I Am a Robot
Donovan J.
Douglas
September 16
2009
If I had known life would be like
this I wouldn’t have grown up. And not
in the mystical, Neverland kind of way.
Literally. I would still be
eating Cookie Crisp for breakfast, playing with Hot Wheels, and inviting girls
I like to play in my tree house. Well,
except for that last part.
I guess the term ‘life’ is too broad
a term to explain what I’m thinking.
It’s really more along the lines of ‘professional life’ or ‘monotonous
labor’ or ‘prolonged, soul-consuming activity.’
Hell, the word robot comes from the Czech word for ‘labor’. I just don’t understand how society expects a
vibrant young artist to accept his fate as a factory robot. How could this have happened? What has society done for me that I am
indebted to it? Let’s examine. I’m twenty two years old, engaged, childless,
I live with my brother in law, don’t own a car, lack a college degree, have no
money in the bank, owe eight hundred dollars to Visa, and am currently paying
off six thousand dollars worth of student loans. How exactly have I benefited? Where does the robotic monotony fit in? Well, out of financial necessity I suppose. To pay off Visa, Chemeketa Community College,
and the University of Oregon. To pay for
rent, gasoline, Netflix, cell phones, high speed wireless internet, groceries,
beer, and the occasional Muchas Gracias fish burrito. If there’s one thing I’ve learned from these
past five years of financial independence, it’s that your personal character
makes very little difference when it comes to whether you have any money.
It mostly has to do with your place
in society. I’m lower middle class,
which means my parents made just enough money to house me, feed me, and raise
me to pursue whatever career I wanted.
The thing about lower middle class is that your parents don’t usually
have careers. Careers pay the bills,
yes, but they also invoke creativity, develop your personal character, refine
your talent, and provide enough money to support your children in whatever they
wish to do. Instead, my parents have
jobs. This isn’t to say they don’t have
talent or creativity, they do by far, but jobs pay only the bills, not college
education. This forces me to work to pay
for my education. Yet after five years
of working and going to school I realize I want to neither work nor go to
school. Of course, quitting both is
irrational and impossible. School is
unnecessary, but I need a job to pay the bills.

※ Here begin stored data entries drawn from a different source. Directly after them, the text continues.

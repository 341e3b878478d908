//! # embedsync CLI
//!
//! | Command | Description |
//! |---------|-------------|
//! | `embedsync init` | Create the metadata schema and provision the vector backend |
//! | `embedsync sync` | Run exactly one scan cycle and exit |
//! | `embedsync run` | Run a cycle at startup, then one per scan interval |
//!
//! All commands accept a `--config` flag pointing to a TOML configuration
//! file. Log verbosity is controlled with `RUST_LOG`.

use anyhow::Result;
use clap::{Parser, Subcommand};
use std::path::PathBuf;
use std::sync::Arc;
use std::time::Duration;
use tracing::info;
use tracing_subscriber::EnvFilter;

use embedsync::backend::create_backend;
use embedsync::config::{load_config, Config};
use embedsync::embedding::HttpEmbedder;
use embedsync::metadata;
use embedsync::scheduler;
use embedsync::sync::Synchronizer;

/// embedsync — incremental filesystem-to-vector-store synchronization.
#[derive(Parser)]
#[command(
    name = "embedsync",
    about = "Incremental filesystem-to-vector-store synchronization daemon",
    version
)]
struct Cli {
    /// Path to configuration file (TOML).
    #[arg(long, global = true, default_value = "./config/embedsync.toml")]
    config: PathBuf,

    #[command(subcommand)]
    command: Commands,
}

#[derive(Subcommand)]
enum Commands {
    /// Create the metadata store schema and provision the vector backend.
    ///
    /// Idempotent — running it multiple times is safe. For the relational
    /// backend this installs the vector extension and creates the
    /// documents table; for the index service it creates the index.
    Init,

    /// Run exactly one scan cycle and exit.
    Sync,

    /// Run continuously: one cycle at startup, then one per scan interval.
    /// Overlapping cycles are never started.
    Run,
}

#[tokio::main]
async fn main() -> Result<()> {
    tracing_subscriber::fmt()
        .with_env_filter(
            EnvFilter::try_from_default_env().unwrap_or_else(|_| EnvFilter::new("info")),
        )
        .init();

    let cli = Cli::parse();
    let config = load_config(&cli.config)?;

    match cli.command {
        Commands::Init => init(&config).await,
        Commands::Sync => sync_once(&config).await,
        Commands::Run => run(&config).await,
    }
}

async fn init(config: &Config) -> Result<()> {
    let pool = metadata::connect(&config.store.path).await?;
    metadata::migrate(&pool).await?;

    let backend = create_backend(&config.backend, config.embedding.dims).await?;
    backend.ensure_ready().await?;

    info!(backend = backend.name(), "initialized");
    Ok(())
}

/// Connect everything and fail fast on configuration problems: a missing
/// API key or an unreachable backend stops the process before any cycle.
async fn build_synchronizer(config: &Config) -> Result<Synchronizer> {
    let pool = metadata::connect(&config.store.path).await?;
    metadata::migrate(&pool).await?;

    let embedder = Arc::new(HttpEmbedder::new(&config.embedding)?);
    let backend = create_backend(&config.backend, config.embedding.dims).await?;
    backend.ensure_ready().await?;

    info!(
        backend = backend.name(),
        root = %config.scanner.root.display(),
        "synchronizer ready"
    );
    Ok(Synchronizer::new(config.clone(), pool, backend, embedder))
}

async fn sync_once(config: &Config) -> Result<()> {
    let sync = build_synchronizer(config).await?;
    sync.run_cycle().await?;
    Ok(())
}

async fn run(config: &Config) -> Result<()> {
    let sync = Arc::new(build_synchronizer(config).await?);
    let period = Duration::from_secs(config.scanner.interval_secs);

    tokio::select! {
        _ = scheduler::run(sync, period) => {}
        _ = tokio::signal::ctrl_c() => {
            info!("shutting down");
        }
    }

    Ok(())
}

But if I don’t want a job, meaning that I want a career, I have to go to
school, meaning that I need a job to go to school in order to do neither by
having a career. Wow. And I still need an education after
explaining that.
Obviously I decided to “take time
off” and continue to work out of necessity.
Five years since high school graduation and here I am still stuck in an
awful blank-walled job that in no way benefits my talent, being managed by
someone who earns three times what I do and is only half as smart. I should be pursuing a Master of Fine Arts in
Creative Writing through the Graduate Creative Writing Program at the
University of Oregon right now. Chuck
Palahniuk went there. You know, Fight Club? But instead I toil day after day like Charles
Bukowski performing mindless labor half-asleep, having the same conversations,
counting the floor tiles, day dreaming and cloud watching, talking to myself in
voices I’ve never heard before, and drinking when I get home to forget
everything from the day. I’ll be a god
damned fool if I can’t turn this ship around before it sinks.